Thank you Sage.

I am okay. Things continue to be quite difficult at home but I am taking my space and looking after myself. H seems in a slightly better temper after his time off shift, and perhaps a lot of time on his own was needed (I certainly wasn't seeking out his company). I know he isn't responsible for soothing my feelings of stress and anxiety and while he might have fears or opinions about what happens when I withdraw to do that for myself - just as I do when he does it - that's his problem.

I guess I have been trying to be curious about that fear of mine. H wasn't abusive towards me - he was grumpy and tried to pick some silly fights and he had clearly no self awareness about it and wasn't able to ask directly for what he needed. None of that is on a scale with the type of behaviour I've been subject to in the past. But my reaction - fear and near paralysis - followed by, I have to be honest, a fair bit of contempt, is what I want to look at now.

I think H has a 'truth' about how things are between us - that he'd solid, steady, long suffering, selfless and when things are difficult or stressful for him, he's sometimes not at his best. And that he's saddled with a hysterical, demanding wife who can't seem to cope with basic things, and now and again he gets totally understandably overwhelmed by her needs and lashes out in ways that should be understood and forgiven. He likes a bit of a banter and he gets annoyed by the fact that sometimes this sensitive wife of his cannot take a joke.
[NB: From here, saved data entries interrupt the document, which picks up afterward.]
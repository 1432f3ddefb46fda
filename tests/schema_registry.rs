use schemaql::EngineError;
use schemaql::namespace::NamespaceMap;
use schemaql::schema::{Registry, SchemaParser, SourceBinding};

fn setup() -> Registry {
    SchemaParser::default()
        .parse_file("tests/data/schema.graphql")
        .expect("schema")
}

#[test]
fn first_definition_wins() {
    let registry = setup();
    assert_eq!(registry.len(), 7);
    let customer = registry.get("MarketingCustomer").expect("customer");
    assert!(customer.field("orders").is_some());
    assert!(customer.field("duplicate").is_none());
    assert!(customer.log());
}

#[test]
fn directives_before_and_after_the_body() {
    let registry = setup();
    let campaign = registry.get("MarketingCampaign").expect("campaign");
    assert_eq!(campaign.source(), &SourceBinding::File("missing.campaign.json".into()));
    let directives: Vec<(&str, &str)> = campaign.directives().iter().map(|d| (d.name(), d.arguments())).collect();
    assert_eq!(
        directives,
        vec![("source", r#"file: "missing.campaign.json""#), ("cached", "seconds: 60")]
    );
    // the field directive does not leak into the type, nor its argument into the fields
    let fields: Vec<&str> = campaign.fields().iter().map(|f| f.name()).collect();
    assert_eq!(fields, vec!["id", "title"]);

    let partner = registry.get("ExternalPartner").expect("partner");
    assert_eq!(partner.source().kind(), "api");
    assert_eq!(partner.source().locator(), Some("https://partners.example.com/api"));
    assert_eq!(registry.get("Segment").expect("segment").source(), &SourceBinding::Unknown);
    assert_eq!(registry.get("Marketing").expect("marketing").params(), Some(&["id".to_string()][..]));
}

#[test]
fn types_without_a_body_end_at_their_directives() {
    let registry = SchemaParser::default().parse(
        r#"
        type Marketing @params(fields: ["id"])
        type MarketingCustomer @source(file: "c.json") {
          id: ID!
          name: String
        }
        "#,
    );
    assert_eq!(registry.len(), 2);
    let marketing = registry.get("Marketing").expect("marketing");
    assert!(marketing.fields().is_empty());
    assert_eq!(marketing.source(), &SourceBinding::Unknown);
    assert_eq!(marketing.params(), Some(&["id".to_string()][..]));
    let customer = registry.get("MarketingCustomer").expect("customer");
    assert_eq!(customer.namespace(), Some("marketing"));
    assert_eq!(customer.source(), &SourceBinding::File("c.json".into()));
    assert_eq!(customer.fields().len(), 2);
    assert_eq!(customer.bare_name(), "Customer");
}

#[test]
fn namespaces_from_params_prefix_and_references() {
    let registry = setup();
    let namespace = |name: &str| registry.get(name).and_then(|t| t.namespace()).map(str::to_string);
    assert_eq!(namespace("MarketingOrder").as_deref(), Some("marketing"));
    assert_eq!(namespace("FinanceEmployee").as_deref(), Some("finance"));
    assert_eq!(namespace("ExternalPartner").as_deref(), Some("external"));
    // two marketing references against one finance reference
    assert_eq!(namespace("Segment").as_deref(), Some("marketing"));

    let map = NamespaceMap::from_registry(&registry);
    let marketing: Vec<&str> = map.types_in("Marketing").expect("marketing").iter().map(String::as_str).collect();
    assert_eq!(
        marketing,
        vec!["Marketing", "MarketingCampaign", "MarketingCustomer", "MarketingOrder", "Segment"]
    );
    assert_eq!(map.len(), 3);
}

#[test]
fn reference_votes_break_ties_by_first_reference() {
    let registry = SchemaParser::default().parse(
        "
        type FinanceLedger { id: ID }
        type ExternalFeed { id: ID }
        type Link { ledger: FinanceLedger feed: ExternalFeed }
        type Orphan { id: ID name: String }
        ",
    );
    assert_eq!(registry.get("Link").and_then(|t| t.namespace()), Some("finance"));
    assert_eq!(registry.get("Orphan").and_then(|t| t.namespace()), None);
}

#[test]
fn configured_namespaces_drive_prefix_inference() {
    let registry = SchemaParser::new(&["sales"]).parse("type SalesLead { id: ID } type MarketingCustomer { id: ID }");
    assert_eq!(registry.get("SalesLead").and_then(|t| t.namespace()), Some("sales"));
    assert_eq!(registry.get("MarketingCustomer").and_then(|t| t.namespace()), None);
    assert_eq!(registry.known_namespaces(), &["sales".to_string()]);
}

#[test]
fn malformed_directives_leave_attributes_unset() {
    let registry = SchemaParser::default().parse(
        r#"
        type MarketingLead @source(path: "lead.json") @params(columns: 1) @db(entity: "lead") { id: ID }
        "#,
    );
    let lead = registry.get("MarketingLead").expect("lead");
    assert_eq!(lead.source(), &SourceBinding::Db("lead".into()));
    assert!(lead.params().is_none());
    assert_eq!(lead.directives().len(), 3);
}

#[test]
fn unreadable_schema_files_fail() {
    let error = SchemaParser::default()
        .parse_file("tests/data/no-such-schema.graphql")
        .expect_err("missing");
    assert!(matches!(error, EngineError::SchemaParse(_)));
    assert!(!error.is_caller_error());
}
My truth is that I'm creative, passionate, interested and empathic and I do much of the emotional lifting in parenting and our relationships. I initiate the time we spend together, the sex we have and the conversations we have. And when I don't, these things don't happen. When I am stressed or upset, I generally receive criticism and blame and when he is stressed, he generally also blames me. Sometimes in his anger he can be extremely cruel in ways that have been in the past absolutely abusive and still sometimes border on it. When he loses control of himself, it is always my fault, or the kids' fault. He doesn't like to apologise as it makes him feel 'one down' when really his truth is that he's 'one up'. His sense of humour is usually on one theme - that I'm useless at something and he needs to be the one to sort it out. He will find that endearing until he finds it annoying. But it actually isn't true: I'm extremely competent at things he's less sure of and that probably intimidates him.

What I notice is that when we have any kind of conflict, however minor, I hear him out. I didn't used to. I get really upset and then it was all about soothing my emotions. But that doesn't happen now. What happens is I give him space and so long as he is being respectful, I validate how he feels and thinks about the world. Even if I don't agree. I also notice that it is rare I get any of that back. Generally when I try to say how things are for me, his response is to tell me what I am doing wrong, where I am falling short. I have explained that I don't need a solution, I need care and empathy, but he doesn't really have skills in that area. I see glimmers of it - more than I did in the past - but I looks like it costs him great effort and isn't something that comes from his heart. I suspect we're at the stage of piecing where I need to speak my own truth a bit more.

We had a bit of a show down this morning. Not shouting, not abusive, but it wasn't particularly pleasant either. He made another one of his little comments about my uselessness as a parent and I challenged him on it, which for the sake of peace I don't usually do.

I said I was really tired of the 'theme' of our relationship being him as the weary long suffering victim, and me as this hysterical liability. I said for me, the truth was something different, and I wanted him to hear it even if he didn't agree. He agreed to listen. I said that my truth was that for a long time, he'd acted in abusive and bullying ways towards me, had been dishonest and manipulative, had evaded many opportunities to get insight into that behaviour and instead preferred to blame others for it. I said the kids needed my talent at humour and empathy and connection, that was a hugely valuable part of the jigsaw of what we as their parents could offer them, and that his one-up-man-ship and point-scoring and examining of every relationship in terms of its transactional value had lost him the trust of his son and I wasn't going to take responsibility for that. I said that it was my belief he'd cancelled the session of therapy with his therapist I'd been invited to because he didn't want me to meet her, he didn't want there to be a chance for my truth to be present in that room. I said that quite a lot of the time I swallowed what I wanted to say as I was still afraid of being punished by withdrawal and silent treatment or verbal abuse and bullying and I didn't want to live in fear any more, so I would be saying what I wanted a lot more, and if he did punish me, I wouldn't be staying in the relationship.

At this point, he interrupted me and said he didn't want to hear it. I said no, I know you don't want to hear it. And you don't have to like it or agree with it, but I want to say it so I am going to say it, and you can either be there and respectfully listen, or you can leave. But I don't want to be in a relationship where my truth and my experiences aren't allowed to be expressed. And I don't want to be in a relationship where when I say something you don't like, the response is some kind of emotional punishment.

I left it there - came away to work. Now he's sitting, as usual, with his headphones on playing computer games which is exactly what I expected. It might be he is just processing and I will keep an open mind about that, but I suspect I'm in for another few days of sulking and fight-picking and my tolerance for it is just about gone.